TransLink directors are still making all their decisions behind closed doors despite a year-old promise to open up board meetings to public scrutiny.
“One of the things that has come up since I made that commitment was the province and the mayors’ council agreed to review governance,” she said.
Rather than set new policy on how to open up board meetings now, she said, it makes sense to wait and see what happens.
“It may be automatic that there would be open board meetings,” she said of a possible deal between mayors and the province.
“One of the reasons we were holding off was to see what happened with the election,” Olewiler added.
A spring victory by the NDP, which promised to fully restore control of TransLink by elected officials, might have brought more sweeping change than the re-elected BC Liberal government.
TransLink’s board spends $1.3 billion a year – mostly from fares, property taxes and fuel tax – on transit operations, some road and bridge work as well as other services such as the Transit Police.
“There’s a million excuses for the lack of transparency but none of them hold water,” Burnaby Mayor Derek Corrigan said.
He said the board should do everything it can to be as open as possible without waiting for governance change.
“Opening up what you do for the public is never harmful.”
The board starts meetings with a public input session where delegations that register in advance can make presentations before the room is closed.

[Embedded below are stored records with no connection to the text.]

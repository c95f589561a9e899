use itertools::izip;

use backend::Torus32;

use crate::{
    LWEParams, Result,
    error::{check_dim, check_shape},
};

/// A batch of LWE ciphertexts sharing the same parameters.
///
/// Storage is flat and row-major: element `i` owns `a[i*n..(i+1)*n]`, `b[i]`
/// and `current_variances[i]`.
#[derive(Clone, Debug, PartialEq)]
pub struct LWESampleArray {
    pub(crate) params: LWEParams,
    pub(crate) shape: Vec<usize>,
    pub(crate) a: Vec<Torus32>,
    pub(crate) b: Vec<Torus32>,
    pub(crate) current_variances: Vec<f64>,
}

/// Read-only view of one LWE sample.
#[derive(Clone, Copy, Debug)]
pub struct LWESampleRef<'a> {
    pub a: &'a [Torus32],
    pub b: Torus32,
    pub current_variance: f64,
}

/// Mutable view of one LWE sample.
#[derive(Debug)]
pub struct LWESampleMut<'a> {
    pub a: &'a mut [Torus32],
    pub b: &'a mut Torus32,
    pub current_variance: &'a mut f64,
}

impl LWESampleArray {
    /// Zero-initialized batch of the given shape. An empty shape holds a single sample.
    pub fn alloc(params: LWEParams, shape: &[usize]) -> Self {
        let len: usize = shape.iter().product();
        Self {
            params,
            shape: shape.to_vec(),
            a: vec![0; len * params.n()],
            b: vec![0; len],
            current_variances: vec![0.0; len],
        }
    }

    pub fn params(&self) -> &LWEParams {
        &self.params
    }

    /// Dimension of the mask.
    pub fn n(&self) -> usize {
        self.params.n()
    }

    pub fn shape(&self) -> &[usize] {
        &self.shape
    }

    /// Number of samples in the batch.
    pub fn len(&self) -> usize {
        self.b.len()
    }

    pub fn is_empty(&self) -> bool {
        self.b.is_empty()
    }

    pub fn a(&self) -> &[Torus32] {
        &self.a
    }

    pub fn b(&self) -> &[Torus32] {
        &self.b
    }

    pub fn current_variances(&self) -> &[f64] {
        &self.current_variances
    }

    pub fn at(&self, i: usize) -> LWESampleRef<'_> {
        let n: usize = self.n();
        LWESampleRef {
            a: &self.a[i * n..(i + 1) * n],
            b: self.b[i],
            current_variance: self.current_variances[i],
        }
    }

    pub fn samples(&self) -> Vec<LWESampleRef<'_>> {
        izip!(self.a.chunks_exact(self.n()), &self.b, &self.current_variances)
            .map(|(a, b, v)| LWESampleRef {
                a,
                b: *b,
                current_variance: *v,
            })
            .collect()
    }

    pub fn samples_mut(&mut self) -> Vec<LWESampleMut<'_>> {
        let n: usize = self.n();
        izip!(
            self.a.chunks_exact_mut(n),
            self.b.iter_mut(),
            self.current_variances.iter_mut()
        )
        .map(|(a, b, current_variance)| LWESampleMut {
            a,
            b,
            current_variance,
        })
        .collect()
    }

    /// Reinterprets the batch with a new shape holding the same number of
    /// samples. The batch is left untouched on error.
    pub fn reshape(&mut self, shape: &[usize]) -> Result<()> {
        let len: usize = shape.iter().product();
        if len != self.len() {
            return Err(crate::Error::ShapeMismatch {
                expected: self.shape.clone(),
                actual: shape.to_vec(),
            });
        }
        self.shape = shape.to_vec();
        Ok(())
    }

    pub(crate) fn check_compatible(&self, other: &LWESampleArray) -> Result<()> {
        check_dim(self.n(), other.n())?;
        check_shape(&self.shape, &other.shape)
    }
}

impl LWESampleMut<'_> {
    /// Turns the sample into the noiseless trivial encryption of `mu`.
    pub fn set_trivial(&mut self, mu: Torus32) {
        self.a.fill(0);
        *self.b = mu;
        *self.current_variance = 0.0;
    }
}

/// <a, s> over the torus.
pub(crate) fn dot(a: &[Torus32], s: &[i32]) -> Torus32 {
    izip!(a, s).fold(0, |acc: Torus32, (a, s)| acc.wrapping_add(a.wrapping_mul(*s)))
}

But media and public observers haven’t witnessed actual decision making since 2008, when the province swept away the old board of elected mayors and councillors and a board of unelected professional appointees took over.
Three of the nine directors are replaced each year and a screening panel is deliberating on which of more than 100 candidates will be short-listed. The mayors’ council appoints three new directors from the short list each fall.
The province last year offered to create two more seats on the TransLink board for the chair and vice-chair of the mayors’ council.
But that was rejected by most mayors, who noted the board meetings would still be in camera and the two elected reps would be muzzled from reporting back publicly on board deliberations to the other mayors or their councils.